▶ **EXERCISE OBJECTIVE**:
Only the number should be given: how many lines below contain "json".

::: THE INPUT :::

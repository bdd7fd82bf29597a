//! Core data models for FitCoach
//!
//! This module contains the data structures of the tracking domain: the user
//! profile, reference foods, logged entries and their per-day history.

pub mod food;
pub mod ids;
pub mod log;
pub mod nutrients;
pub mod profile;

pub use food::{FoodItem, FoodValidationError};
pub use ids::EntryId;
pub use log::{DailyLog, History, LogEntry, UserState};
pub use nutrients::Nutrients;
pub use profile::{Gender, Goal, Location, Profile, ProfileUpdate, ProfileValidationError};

:::
::: THE INPUT :::

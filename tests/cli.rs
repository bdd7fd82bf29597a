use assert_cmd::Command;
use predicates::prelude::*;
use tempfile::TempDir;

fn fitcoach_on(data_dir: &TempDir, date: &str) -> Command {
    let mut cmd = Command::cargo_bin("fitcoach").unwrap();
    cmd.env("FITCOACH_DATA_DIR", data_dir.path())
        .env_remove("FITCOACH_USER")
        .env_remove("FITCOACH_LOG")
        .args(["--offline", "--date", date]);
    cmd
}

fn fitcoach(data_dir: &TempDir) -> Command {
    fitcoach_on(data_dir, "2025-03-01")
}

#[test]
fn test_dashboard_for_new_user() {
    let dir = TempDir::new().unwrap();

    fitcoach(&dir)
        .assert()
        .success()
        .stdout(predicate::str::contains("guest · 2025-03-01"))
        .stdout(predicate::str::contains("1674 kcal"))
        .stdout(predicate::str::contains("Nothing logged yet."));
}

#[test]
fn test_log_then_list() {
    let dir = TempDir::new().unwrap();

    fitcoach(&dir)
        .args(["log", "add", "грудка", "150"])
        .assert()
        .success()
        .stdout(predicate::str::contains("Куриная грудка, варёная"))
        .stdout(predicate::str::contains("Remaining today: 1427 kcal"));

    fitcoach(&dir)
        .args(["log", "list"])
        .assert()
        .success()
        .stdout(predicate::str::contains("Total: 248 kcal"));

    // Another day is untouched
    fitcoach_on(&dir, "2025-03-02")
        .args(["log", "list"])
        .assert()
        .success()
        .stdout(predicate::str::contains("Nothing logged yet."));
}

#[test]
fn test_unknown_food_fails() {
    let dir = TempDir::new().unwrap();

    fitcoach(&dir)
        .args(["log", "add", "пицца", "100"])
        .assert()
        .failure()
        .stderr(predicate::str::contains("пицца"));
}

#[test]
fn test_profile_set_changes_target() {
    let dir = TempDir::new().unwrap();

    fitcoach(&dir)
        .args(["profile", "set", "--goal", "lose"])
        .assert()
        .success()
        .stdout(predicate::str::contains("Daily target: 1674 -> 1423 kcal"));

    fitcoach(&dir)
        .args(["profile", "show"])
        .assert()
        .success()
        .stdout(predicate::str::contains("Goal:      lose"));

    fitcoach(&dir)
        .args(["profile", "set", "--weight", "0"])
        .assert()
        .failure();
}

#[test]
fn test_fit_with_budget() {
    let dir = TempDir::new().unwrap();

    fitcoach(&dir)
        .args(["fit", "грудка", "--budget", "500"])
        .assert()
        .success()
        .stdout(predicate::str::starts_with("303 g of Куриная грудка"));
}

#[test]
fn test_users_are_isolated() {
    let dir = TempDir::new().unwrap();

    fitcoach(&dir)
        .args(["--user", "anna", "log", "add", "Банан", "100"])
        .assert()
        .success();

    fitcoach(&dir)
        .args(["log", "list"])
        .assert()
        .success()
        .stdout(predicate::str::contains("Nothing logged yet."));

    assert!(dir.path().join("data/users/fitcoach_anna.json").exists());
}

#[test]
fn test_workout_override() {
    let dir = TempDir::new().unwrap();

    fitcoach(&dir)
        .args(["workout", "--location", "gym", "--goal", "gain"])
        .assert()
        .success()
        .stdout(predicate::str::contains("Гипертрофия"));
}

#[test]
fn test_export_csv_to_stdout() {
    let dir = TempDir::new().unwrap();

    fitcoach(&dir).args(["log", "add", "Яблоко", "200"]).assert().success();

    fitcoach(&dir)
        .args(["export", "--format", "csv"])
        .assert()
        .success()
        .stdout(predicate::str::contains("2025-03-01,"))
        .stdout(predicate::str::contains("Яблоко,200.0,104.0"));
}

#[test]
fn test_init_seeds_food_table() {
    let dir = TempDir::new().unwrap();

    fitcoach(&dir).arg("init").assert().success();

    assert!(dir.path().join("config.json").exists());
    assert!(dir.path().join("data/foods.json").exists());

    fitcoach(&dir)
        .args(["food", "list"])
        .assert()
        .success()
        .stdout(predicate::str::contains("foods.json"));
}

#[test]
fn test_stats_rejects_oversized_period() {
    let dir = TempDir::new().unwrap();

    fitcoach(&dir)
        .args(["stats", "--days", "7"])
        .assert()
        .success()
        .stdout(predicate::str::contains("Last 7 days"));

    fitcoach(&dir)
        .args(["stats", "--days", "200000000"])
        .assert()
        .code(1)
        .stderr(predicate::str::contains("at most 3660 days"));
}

:::

▶ **RESULT BELOW**:
4